Para o executivo, o maior desafio atual do saneamento é aumentar a cobertura de coleta e tratamento de esgoto. Uma das estratégias inovadoras que a Aegea e outras empresas do setor estão utilizando para acelerar esse processo é a construção de estações de tratamento de pequeno e médio portes, em um sistema modular que permita a coleta e o tratamento na mesma área, diferentemente da concepção tradicional de fazer grandes estações e extensas redes de conexão. Na sua avaliação, esta e outras inovações são produtos da entrada maciça do setor privado na área, especialmente a partir do novo marco regulatório, inclusive estimulando as empresas estatais a ampliar seus investimentos em inovação.

O domínio das empresas de saneamento básico sobre as cinco primeiras posições do ranking só não foi completo dada a colocação, em segundo lugar, da Ambipar, da área de resíduos sólidos industriais. “Nosso papel é entender as demandas do mercado e criar soluções para que os resíduos voltem para a cadeia produtiva por meio de uma tecnologia de impacto ou algum produto”, explica Gabriel Estevam, head de inovação da empresa.

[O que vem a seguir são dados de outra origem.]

use serde::{Deserialize, Serialize};
use std::fmt;

/// 坐标起点
#[derive(Debug, Clone, Copy, PartialEq, Eq, Hash, Serialize, Deserialize)]
pub enum Based {
    Zero,
    One,
}

/// 基因组区间 `[start, end)`，坐标系由 `based` 决定。
///
/// 两种坐标系下区间都是半开的，长度相同；相互转换时起止同时平移 1。
/// `chr1:100-200` 这类 1-based 闭区间写法对应 `Region { start: 100, end: 201, based: One }`。
#[derive(Debug, Clone, PartialEq, Eq, Hash, Serialize, Deserialize)]
pub struct Region {
    reference_id: String,
    start: u32,
    end: u32,
    based: Based,
}

impl Region {
    /// `start > end` 时返回 None
    pub fn new(
        reference_id: impl Into<String>,
        start: u32,
        end: u32,
        based: Based,
    ) -> Option<Self> {
        if start > end {
            return None;
        }
        Some(Self {
            reference_id: reference_id.into(),
            start,
            end,
            based,
        })
    }

    /// 解析 `chr:start-end`（1-based 闭区间）或仅 `chr`（整条序列，end 由调用方给定）
    pub fn parse(s: &str, contig_len: Option<u32>) -> Option<Self> {
        let (name, range) = match s.rsplit_once(':') {
            Some((n, r)) => (n, Some(r)),
            None => (s, None),
        };
        if name.is_empty() {
            return None;
        }
        match range {
            Some(r) => {
                let (a, b) = r.split_once('-')?;
                let a: u32 = a.replace(',', "").parse().ok()?;
                let b: u32 = b.replace(',', "").parse().ok()?;
                if a == 0 {
                    return None;
                }
                Self::new(name, a, b.checked_add(1)?, Based::One)
            }
            None => Self::new(name, 1, contig_len?.checked_add(1)?, Based::One),
        }
    }

    pub fn reference_id(&self) -> &str {
        &self.reference_id
    }

    pub fn start(&self) -> u32 {
        self.start
    }

    pub fn end(&self) -> u32 {
        self.end
    }

    pub fn based(&self) -> Based {
        self.based
    }

    pub fn len(&self) -> u32 {
        self.end - self.start
    }

    pub fn is_empty(&self) -> bool {
        self.start == self.end
    }

    /// 同一坐标系下的子区间
    pub fn sub_region(&self, start: u32, end: u32) -> Option<Self> {
        Self::new(self.reference_id.clone(), start, end, self.based)
    }

    pub fn to_zero_based(&self) -> Self {
        match self.based {
            Based::Zero => self.clone(),
            Based::One => Self {
                reference_id: self.reference_id.clone(),
                start: self.start.saturating_sub(1),
                end: self.end.saturating_sub(1),
                based: Based::Zero,
            },
        }
    }

    pub fn to_one_based(&self) -> Self {
        match self.based {
            Based::One => self.clone(),
            Based::Zero => Self {
                reference_id: self.reference_id.clone(),
                start: self.start + 1,
                end: self.end + 1,
                based: Based::One,
            },
        }
    }

    pub fn contains(&self, pos: u32) -> bool {
        pos >= self.start && pos < self.end
    }

    pub fn overlaps(&self, other: &Region) -> bool {
        let other = match (self.based, other.based) {
            (Based::Zero, Based::One) => other.to_zero_based(),
            (Based::One, Based::Zero) => other.to_one_based(),
            _ => other.clone(),
        };
        self.reference_id == other.reference_id && self.start < other.end && other.start < self.end
    }
}

impl fmt::Display for Region {
    fn fmt(&self, f: &mut fmt::Formatter<'_>) -> fmt::Result {
        let one = self.to_one_based();
        if one.is_empty() {
            write!(f, "{}:{}-{} (empty)", one.reference_id, one.start, one.end)
        } else {
            write!(f, "{}:{}-{}", one.reference_id, one.start, one.end - 1)
        }
    }
}

#[cfg(test)]
mod tests {
    use super::*;

    #[test]
    fn conversion_shifts_both_bounds() {
        let r = Region::new("chr1", 90, 120, Based::Zero).unwrap();
        let one = r.to_one_based();
        assert_eq!((one.start(), one.end()), (91, 121));
        assert_eq!(one.len(), r.len());
        assert_eq!(one.to_zero_based(), r);
    }

    #[test]
    fn rejects_inverted_bounds() {
        assert!(Region::new("chr1", 10, 9, Based::Zero).is_none());
        assert!(Region::new("chr1", 10, 10, Based::Zero).unwrap().is_empty());
    }

    #[test]
    fn parse_closed_one_based() {
        let r = Region::parse("chr2:1,001-1,010", None).unwrap();
        assert_eq!(r.reference_id(), "chr2");
        assert_eq!(r.len(), 10);
        assert_eq!(r.to_zero_based().start(), 1000);
        assert_eq!(r.to_string(), "chr2:1001-1010");

        let whole = Region::parse("chrM", Some(16569)).unwrap();
        assert_eq!(whole.len(), 16569);
        assert!(Region::parse("chrM", None).is_none());
        assert!(Region::parse("chr1:0-5", None).is_none());
    }

    #[test]
    fn overlap_across_bases() {
        let a = Region::new("chr1", 100, 110, Based::Zero).unwrap();
        let b = Region::new("chr1", 110, 115, Based::One).unwrap();
        assert!(a.overlaps(&b));
        let c = Region::new("chr1", 111, 115, Based::One).unwrap();
        assert!(!a.overlaps(&c));
        assert!(a.contains(109) && !a.contains(110));
    }
}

Na sua estrutura laboratorial localizada em Nova Odessa (SP), a empresa, segundo Estevam, tem desenvolvido soluções de economia circular que vão contra a tradição de depositar esses resíduos em aterros sanitários. Uma dessas soluções é a transformação de resíduos das indústrias de alimentos e bebidas em álcool de limpeza ou até em etanol. Outra, que ganhou visibilidade pública, foi o uso de cápsulas de colágeno da indústria farmacêutica que seriam descartadas para fazer uma biocápsula que comporta ao mesmo tempo sementes de árvores nativas da Mata Atlântica e adubo originário da indústria de papel e celulose. Essas biocápsulas estão sendo lançadas por drones nas “cicatrizes” deixadas nas encostas do município de São Sebastião (SP) para promover o reflorestamento das áreas degradadas pelos deslizamentos de fevereiro de 2023.